Obesity had no impact on short-term survival. At 1 month after transplant, survival rates were 95% among obese recipients and 97% among the nonobese, a difference that was not statistically significant.
During the 9-year period reviewed, 185 nonobese patients and 100 obese patients underwent an orthotopic liver transplant. About a quarter of the patients were at least 60 years old, about a quarter were African American, and slightly more than two-thirds were men. These and other demographic and clinical features were similar in the obese and nonobese subgroups.
Early complications occurred at similar rates in the two subgroups, including the incidence of renal failure, mortality during initial hospitalization, and hospital length of stay. The causes of death throughout the 5-year follow-up were also similar in the two subgroups. The most common causes of death were sepsis, in about 40% of patients, and graft failure, in about a fifth of the patients in both the obese and nonobese subgroups.

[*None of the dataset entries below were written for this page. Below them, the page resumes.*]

//! Task control records and the task arena
//!
//! Control records live in a fixed-capacity arena and are addressed by
//! [`TaskHandle`]s. Queue links are handles too, so a record is reachable
//! from at most one queue without any pointer aliasing.

use crate::error::SchedError;
use crate::queue::QueueKind;
use alloc::vec::Vec;
use core::fmt;
use core::ops::{Index, IndexMut};
use core_types::{CoreId, CpuSet, Priority, TaskId, MAX_CORES};
use serde::{Deserialize, Serialize};

/// Base for the deterministic idle task identifiers
const IDLE_ID_BASE: u128 = 0x1d1e_0000;

/// Stable index of a task control record in the [`TaskTable`]
#[derive(Debug, Clone, Copy, PartialEq, Eq, PartialOrd, Ord, Hash, Serialize, Deserialize)]
pub struct TaskHandle(u32);

impl TaskHandle {
    pub(crate) fn new(index: usize) -> Self {
        Self(index as u32)
    }

    /// Returns the arena slot index
    pub fn index(self) -> usize {
        self.0 as usize
    }
}

impl fmt::Display for TaskHandle {
    fn fmt(&self, f: &mut fmt::Formatter<'_>) -> fmt::Result {
        write!(f, "TaskHandle({})", self.0)
    }
}

/// Scheduling state of a task
#[derive(Debug, Clone, Copy, PartialEq, Eq, Hash, Serialize, Deserialize)]
pub enum TaskState {
    /// Head of a ready/run queue: executing on its core
    Running,
    /// Bound to a core's run queue behind the running task
    Assigned,
    /// Runnable, waiting to be dispatched
    Ready,
    /// Runnable, deferred by a preemption lock
    Pending,
    /// Waiting on something outside the scheduler, or not started yet
    Blocked,
}

impl TaskState {
    /// Returns true for every state that requires queue membership
    pub fn is_runnable(self) -> bool {
        !matches!(self, TaskState::Blocked)
    }
}

/// Queue membership links; only the queue primitive touches these
#[derive(Debug, Clone, Copy, Default, PartialEq, Eq)]
pub(crate) struct Links {
    pub(crate) next: Option<TaskHandle>,
    pub(crate) prev: Option<TaskHandle>,
    pub(crate) queue: Option<QueueKind>,
}

/// Per-task scheduling record
#[derive(Debug, Clone)]
pub struct TaskControlRecord {
    id: TaskId,
    priority: Priority,
    pub(crate) state: TaskState,
    pub(crate) owning_core: CoreId,
    core_locked: bool,
    affinity: CpuSet,
    pub(crate) lock_count: u16,
    pub(crate) irq_count: u16,
    pub(crate) links: Links,
}

impl TaskControlRecord {
    /// Creates a blocked record that may run on any core
    pub fn new(id: TaskId, priority: Priority) -> Self {
        Self {
            id,
            priority,
            state: TaskState::Blocked,
            owning_core: CoreId(0),
            core_locked: false,
            affinity: CpuSet::first(MAX_CORES),
            lock_count: 0,
            irq_count: 0,
            links: Links::default(),
        }
    }

    /// Restricts the cores this task may migrate between
    pub fn with_affinity(mut self, affinity: CpuSet) -> Self {
        self.affinity = affinity;
        self
    }

    /// Binds the task to one core for its whole life
    pub fn locked_to(mut self, core: CoreId) -> Self {
        self.core_locked = true;
        self.owning_core = core;
        self
    }

    pub(crate) fn idle(core: CoreId) -> Self {
        let mut tcr = Self::new(
            TaskId::from_u128(IDLE_ID_BASE + core.0 as u128),
            Priority::IDLE,
        )
        .locked_to(core);
        tcr.state = TaskState::Running;
        tcr
    }

    pub fn id(&self) -> TaskId {
        self.id
    }

    pub fn priority(&self) -> Priority {
        self.priority
    }

    pub fn state(&self) -> TaskState {
        self.state
    }

    /// Core the task runs on or is queued for
    ///
    /// Meaningful while the task is RUNNING or ASSIGNED, and for core-locked
    /// tasks, where it names the bound core.
    pub fn owning_core(&self) -> CoreId {
        self.owning_core
    }

    pub fn is_core_locked(&self) -> bool {
        self.core_locked
    }

    pub fn affinity(&self) -> CpuSet {
        self.affinity
    }

    /// Preemption lock nesting depth held by this task
    pub fn lock_count(&self) -> u16 {
        self.lock_count
    }

    /// Critical section nesting depth held by this task
    pub fn irq_count(&self) -> u16 {
        self.irq_count
    }

    /// The queue currently holding this task, if any
    pub fn queue(&self) -> Option<QueueKind> {
        self.links.queue
    }

    pub fn is_idle(&self) -> bool {
        self.priority.is_idle()
    }
}

/// Fixed-capacity arena of task control records
///
/// Slots are allocated once at kernel init. The first `core_count` slots
/// hold the idle tasks, so `TaskHandle::new(core)` is core `core`'s idle task.
#[derive(Debug)]
pub struct TaskTable {
    slots: Vec<Option<TaskControlRecord>>,
    live: usize,
}

impl TaskTable {
    pub(crate) fn with_idle_tasks(capacity: usize, core_count: usize) -> Self {
        let capacity = capacity.max(core_count);
        let mut slots = Vec::with_capacity(capacity);
        for core in 0..core_count {
            slots.push(Some(TaskControlRecord::idle(CoreId(core))));
        }
        slots.resize_with(capacity, || None);
        Self {
            slots,
            live: core_count,
        }
    }

    /// Stores a record and returns its handle
    pub fn insert(&mut self, tcr: TaskControlRecord) -> Result<TaskHandle, SchedError> {
        let index = self
            .slots
            .iter()
            .position(Option::is_none)
            .ok_or(SchedError::TaskTableFull(self.slots.len()))?;
        self.slots[index] = Some(tcr);
        self.live += 1;
        Ok(TaskHandle::new(index))
    }

    /// Frees a slot; only blocked, unqueued tasks may leave the table
    pub fn remove(&mut self, task: TaskHandle) -> Result<TaskControlRecord, SchedError> {
        let slot = self
            .slots
            .get_mut(task.index())
            .ok_or(SchedError::UnknownTask(task))?;
        let tcr = slot.as_ref().ok_or(SchedError::UnknownTask(task))?;
        if tcr.state.is_runnable() || tcr.links.queue.is_some() {
            return Err(SchedError::TaskStillQueued(task));
        }
        let tcr = slot.take().ok_or(SchedError::UnknownTask(task))?;
        self.live -= 1;
        Ok(tcr)
    }

    pub fn get(&self, task: TaskHandle) -> Option<&TaskControlRecord> {
        self.slots.get(task.index()).and_then(Option::as_ref)
    }

    pub(crate) fn get_mut(&mut self, task: TaskHandle) -> Option<&mut TaskControlRecord> {
        self.slots.get_mut(task.index()).and_then(Option::as_mut)
    }

    pub fn contains(&self, task: TaskHandle) -> bool {
        self.get(task).is_some()
    }

    /// Number of live records
    pub fn len(&self) -> usize {
        self.live
    }

    pub fn is_empty(&self) -> bool {
        self.live == 0
    }

    pub fn capacity(&self) -> usize {
        self.slots.len()
    }

    /// Iterates live records in slot order
    pub fn iter(&self) -> impl Iterator<Item = (TaskHandle, &TaskControlRecord)> + '_ {
        self.slots
            .iter()
            .enumerate()
            .filter_map(|(index, slot)| slot.as_ref().map(|tcr| (TaskHandle::new(index), tcr)))
    }
}

impl Index<TaskHandle> for TaskTable {
    type Output = TaskControlRecord;

    fn index(&self, task: TaskHandle) -> &TaskControlRecord {
        match self.get(task) {
            Some(tcr) => tcr,
            None => panic!("stale task handle {}", task),
        }
    }
}

impl IndexMut<TaskHandle> for TaskTable {
    fn index_mut(&mut self, task: TaskHandle) -> &mut TaskControlRecord {
        match self.get_mut(task) {
            Some(tcr) => tcr,
            None => panic!("stale task handle {}", task),
        }
    }
}
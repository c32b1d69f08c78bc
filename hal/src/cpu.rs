//! CPU abstraction

use core_types::CoreId;

/// CPU-specific queries
pub trait CpuHal {
    /// Returns the index of the core executing the caller
    fn this_cpu(&self) -> CoreId;
}
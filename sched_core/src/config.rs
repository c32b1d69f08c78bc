//! Scheduler configuration

use crate::error::SchedError;
use core_types::MAX_CORES;

/// Scheduler configuration
///
/// Fixed at kernel init; nothing here changes while the scheduler runs.
#[derive(Debug, Clone, PartialEq, Eq)]
pub struct SchedulerConfig {
    /// Number of online cores (1 for the uniprocessor build)
    pub core_count: usize,
    /// Number of task control record slots, idle tasks included
    pub task_capacity: usize,
    /// Number of audit records kept; 0 disables the audit trail
    pub audit_capacity: usize,
}

impl Default for SchedulerConfig {
    fn default() -> Self {
        Self {
            core_count: 1,
            task_capacity: 64,
            audit_capacity: 256,
        }
    }
}

impl SchedulerConfig {
    /// Default configuration with `core_count` online cores
    pub fn smp(core_count: usize) -> Self {
        Self {
            core_count,
            ..Self::default()
        }
    }

    pub(crate) fn validate(&self) -> Result<(), SchedError> {
        if self.core_count == 0 || self.core_count > MAX_CORES {
            return Err(SchedError::InvalidCoreCount(self.core_count));
        }
        if self.task_capacity < self.core_count {
            return Err(SchedError::InvalidCapacity {
                capacity: self.task_capacity,
                required: self.core_count,
            });
        }
        Ok(())
    }
}
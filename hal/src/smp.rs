//! Cross-core pause/resume abstraction

use core_types::CoreId;

/// Acknowledgement that a core has stopped at a safe point.
///
/// Only obtainable from [`CrossCorePauseResume::pause`] implementations and
/// consumed by [`CrossCorePauseResume::resume`], so every pause is matched by
/// exactly one resume.
#[derive(Debug, PartialEq, Eq)]
#[must_use = "a paused core must be resumed"]
pub struct PauseAck {
    core: CoreId,
}

impl PauseAck {
    /// Records that `core` acknowledged a pause request
    ///
    /// Intended for implementations of [`CrossCorePauseResume`].
    pub fn acknowledge(core: CoreId) -> Self {
        Self { core }
    }

    /// The paused core
    pub fn core(&self) -> CoreId {
        self.core
    }
}

/// Halts another core so its run queue can be mutated safely
///
/// `pause` must not return before the target core has acknowledged the
/// halt. Bounding that wait is the caller's concern (a watchdog elsewhere).
pub trait CrossCorePauseResume {
    /// Requests that `core` halt at its next safe point and waits for it
    fn pause(&mut self, core: CoreId) -> PauseAck;

    /// Lets a previously paused core continue
    fn resume(&mut self, ack: PauseAck);
}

In a multivariable analysis, Dr. Fayen and his associates identified five demographic and clinical features that functioned as independent determinants of mortality: a liver that came from a deceased donor, which boosted the risk for death during follow-up by 2.5-fold; donor age older than 50 years, which boosted the mortality risk 2.4-fold; patient age older than 65, which raised mortality 2.2-fold; cold ischemia time for the transplanted organ exceeding 12 hours, which boosted the mortality rate by 80%; and recipient obesity, which raised the mortality risk by 60%.
The congress was sponsored by the American Society of Transplant Surgeons. Dr. Fayeh said he had no disclosures.